The game’s Global Championship finals peaked at 183,000 concurrent viewers and a total of 3.21 million hours watched, a significant drop on 2016’s Fall Championship, which brought in 257,240 peak viewers and 5.17 million hours watched. Activision Blizzard saw the writing on the wall and took drastic action.
It felt dreadfully unfair for players, coaches, team organisers, streamers and commentators that had dedicated years of their lives to the game.
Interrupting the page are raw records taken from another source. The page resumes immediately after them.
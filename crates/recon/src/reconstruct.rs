//! Point-in-time capital structure: exact anchors, or the nearest prior anchor
//! with every intervening event replayed on top.

use chrono::{Days, Months, NaiveDate};
use rust_decimal::Decimal;
use serde::{Deserialize, Serialize};

use crate::event::{
    AssetAcquisition, CapitalEvent, DebtCategory, DebtIssuance, EquityClass, EquityIssuance,
    EventKind, EventLog, EventType,
};
use crate::snapshot::{PeriodSnapshot, SnapshotStore};
use crate::split;

// ---------------------------------------------------------------------------
// Output
// ---------------------------------------------------------------------------

#[derive(Debug, Clone, Copy, PartialEq, Eq, Serialize)]
#[serde(rename_all = "snake_case")]
pub enum StateSource {
    /// Taken directly from an anchor.
    Verified,
    /// Anchor plus replayed events.
    Derived,
}

/// How far a figure can be trusted.
#[derive(Debug, Clone, Copy, PartialEq, Eq, Serialize)]
#[serde(rename_all = "snake_case")]
pub enum Confidence {
    /// Reported on an anchor.
    Exact,
    /// Extrapolated from event replay.
    Approximate,
}

#[derive(Debug, Clone, Serialize)]
pub struct DerivedState {
    pub date: NaiveDate,
    pub source: StateSource,

    pub asset_quantity: Decimal,
    pub asset_cost_basis: Decimal,
    pub cash: Decimal,

    pub convertible_debt: Decimal,
    pub secured_debt: Decimal,
    pub total_debt: Decimal,

    pub preferred_equity: Decimal,
    /// On the engine's split basis.
    pub common_shares: Decimal,

    pub total_assets: Decimal,
    pub total_liabilities: Decimal,
    pub book_equity: Decimal,

    pub cash_confidence: Confidence,
    /// Applies to total assets, total liabilities and book equity.
    pub balance_sheet_confidence: Confidence,

    /// Anchor the state was built from (equal to `date` when verified).
    pub base_anchor: NaiveDate,
    #[serde(skip_serializing_if = "Vec::is_empty")]
    pub events: Vec<CapitalEvent>,
    pub note: String,
}

// ---------------------------------------------------------------------------
// Running totals
// ---------------------------------------------------------------------------

#[derive(Debug, Clone)]
struct Running {
    assets: Decimal,
    cost_basis: Decimal,
    cash: Decimal,
    convertible: Decimal,
    secured: Decimal,
    preferred: Decimal,
    shares: Decimal,
}

impl Running {
    fn from_anchor(anchor: &PeriodSnapshot, assets: Decimal, cost_basis: Decimal) -> Self {
        Self {
            assets,
            cost_basis,
            cash: anchor.cash,
            convertible: anchor.convertible_debt,
            secured: anchor.secured_debt,
            preferred: anchor.preferred_equity,
            shares: anchor.common_shares,
        }
    }

    fn total_debt(&self) -> Decimal {
        self.convertible + self.secured
    }

    fn apply(&mut self, kind: &EventKind) {
        match kind {
            EventKind::AssetAcquisition(AssetAcquisition {
                quantity,
                aggregate_price,
                funded_by_raise,
                ..
            }) => {
                let price = aggregate_price.unwrap_or(Decimal::ZERO);
                self.assets += *quantity;
                self.cost_basis += price;
                match funded_by_raise {
                    Some(raise) => self.cash += *raise - price,
                    None => self.cash -= price,
                }
            }
            EventKind::DebtIssuance(DebtIssuance { principal, category, .. }) => {
                match category {
                    DebtCategory::Convertible => self.convertible += *principal,
                    DebtCategory::Secured | DebtCategory::Term => self.secured += *principal,
                }
                self.cash += *principal;
            }
            EventKind::EquityIssuance(EquityIssuance { class, units, gross_proceeds, .. }) => {
                match class {
                    EquityClass::Preferred => self.preferred += *gross_proceeds,
                    EquityClass::Common => self.shares += *units,
                }
                self.cash += *gross_proceeds;
            }
            // Splits are applied once at the read boundary, never during replay.
            EventKind::ProgramAnnouncement(_) | EventKind::CorporateAction(_) => {}
            // Informational only; surfaced as pending confirmations by the schedule.
            EventKind::DebtLifecycle(_) => {}
        }
    }
}

// ---------------------------------------------------------------------------
// Reconstruction
// ---------------------------------------------------------------------------

/// Capital structure on `date`, or `None` when `date` precedes the first anchor.
///
/// `basis_date` selects the split basis all share counts are restated on.
pub fn reconstruct(
    snapshots: &SnapshotStore,
    events: &EventLog,
    date: NaiveDate,
    basis_date: NaiveDate,
) -> Option<DerivedState> {
    if let Some(anchor) = snapshots.get_by_date(date) {
        return Some(verified_state(anchor, events, basis_date));
    }

    let base = snapshots.get_prior_to(date)?;
    let anchor = split::normalized(base, events, basis_date);
    let replayed = events.in_range(base.date.succ_opt()?, date);

    let start = Running::from_anchor(
        &anchor,
        anchor_assets(&anchor, events),
        events.cost_basis_as_of(anchor.date),
    );
    let mut run = start.clone();
    for event in replayed {
        run.apply(&event.kind);
    }

    let asset_change = (run.cost_basis - start.cost_basis) + (run.cash - start.cash);
    let liability_change =
        (run.total_debt() - start.total_debt()) + (run.preferred - start.preferred);
    let total_assets = anchor.total_assets + asset_change;
    let total_liabilities = anchor.total_liabilities + liability_change;

    log::debug!(
        "reconstruct {date}: base anchor {} + {} events",
        anchor.date,
        replayed.len()
    );

    Some(DerivedState {
        date,
        source: StateSource::Derived,
        asset_quantity: run.assets,
        asset_cost_basis: run.cost_basis,
        cash: run.cash.max(Decimal::ZERO),
        convertible_debt: run.convertible,
        secured_debt: run.secured,
        total_debt: run.total_debt(),
        preferred_equity: run.preferred,
        common_shares: run.shares,
        total_assets,
        total_liabilities,
        book_equity: total_assets - total_liabilities,
        cash_confidence: Confidence::Approximate,
        balance_sheet_confidence: Confidence::Approximate,
        base_anchor: anchor.date,
        events: replayed.to_vec(),
        note: format!("derived from {} anchor + {} events", anchor.date, replayed.len()),
    })
}

/// An anchor as a state, shares normalized, nothing replayed.
pub fn verified_state(anchor: &PeriodSnapshot, events: &EventLog, basis_date: NaiveDate) -> DerivedState {
    let anchor = split::normalized(anchor, events, basis_date);
    DerivedState {
        date: anchor.date,
        source: StateSource::Verified,
        asset_quantity: anchor_assets(&anchor, events),
        asset_cost_basis: events.cost_basis_as_of(anchor.date),
        cash: anchor.cash,
        convertible_debt: anchor.convertible_debt,
        secured_debt: anchor.secured_debt,
        total_debt: anchor.total_debt(),
        preferred_equity: anchor.preferred_equity,
        common_shares: anchor.common_shares,
        total_assets: anchor.total_assets,
        total_liabilities: anchor.total_liabilities,
        book_equity: anchor.book_equity(),
        cash_confidence: Confidence::Exact,
        balance_sheet_confidence: Confidence::Exact,
        base_anchor: anchor.date,
        events: Vec::new(),
        note: anchor.provenance.clone(),
    }
}

/// Reported quantity, falling back to the log's running total.
fn anchor_assets(anchor: &PeriodSnapshot, events: &EventLog) -> Decimal {
    anchor
        .asset_quantity
        .or_else(|| events.cumulative_as_of(anchor.date, EventType::AssetAcquisition))
        .unwrap_or(Decimal::ZERO)
}

/// Every anchor as a verified state, ascending.
pub fn timeline(snapshots: &SnapshotStore, events: &EventLog, basis_date: NaiveDate) -> Vec<DerivedState> {
    snapshots
        .list_all()
        .iter()
        .map(|anchor| verified_state(anchor, events, basis_date))
        .collect()
}

// ---------------------------------------------------------------------------
// Sampling
// ---------------------------------------------------------------------------

#[derive(Debug, Clone, Copy, PartialEq, Eq, Serialize, Deserialize)]
#[serde(rename_all = "lowercase")]
pub enum Interval {
    Daily,
    Weekly,
    Monthly,
    Quarterly,
}

impl Interval {
    /// The `n`th sample date counted from `start`. Month steps are computed from
    /// `start` each time so that end-of-month clamping does not drift.
    pub fn nth(self, start: NaiveDate, n: u32) -> Option<NaiveDate> {
        match self {
            Self::Daily => start.checked_add_days(Days::new(u64::from(n))),
            Self::Weekly => start.checked_add_days(Days::new(7 * u64::from(n))),
            Self::Monthly => start.checked_add_months(Months::new(n)),
            Self::Quarterly => start.checked_add_months(Months::new(3 * n)),
        }
    }
}

/// Sample states from `start` to `end` inclusive. Dates before the first anchor are skipped.
pub fn reconstruct_range(
    snapshots: &SnapshotStore,
    events: &EventLog,
    start: NaiveDate,
    end: NaiveDate,
    interval: Interval,
    basis_date: NaiveDate,
) -> Vec<DerivedState> {
    (0..)
        .map_while(|n| interval.nth(start, n).filter(|d| *d <= end))
        .filter_map(|d| reconstruct(snapshots, events, d, basis_date))
        .collect()
}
But that is the brutal nature of the nascent esports scene: it is a business at the end of the day, and there are few industries more cutthroat than the video game trade.
The exact same thing could happen to Fortnite: right now Epic Games is ploughing $100 million into making it a leading esport, and players are desperately bidding for fame and fortune by playing the game, but virtually the entire pro scene is dependent on the benevolence of Epic. If gamers migrate to the next big thing and Epic pulls the plug, the scene will dissipate and pros will need to quickly rethink their life plans.
The HOTS debacle might make gamers think twice in future about committing so much time and energy to a particular esport. It is a massive blow for the credibility of the entire scene, and players can only hope to transfer their skills to more stable titles like LoL.
Bleeding Money for Little Return
The decision to axe HGC did not seem particularly justified at the time, as there was still a lot of life in the community, but if an esport is not in growth then its position begins to look precarious, and it is always in danger of being culled, particularly in the hands of a conglomerate like Activision Blizzard. HGC was only watched by less than 10% of the game’s player base, and it was bleeding money without providing a return on investment.
Yet HOTS is not dead. If you enjoy playing the game, you can still have tremendous amounts of fun. It remains an excellent title, just one without a thriving pro scene. The devs have made it clear that they will be catering more to casual gamers in future, while phasing out support and moving staff to other projects. The top of the ladder is a mess, but if you are just looking to enjoy yourself it still remains a great option.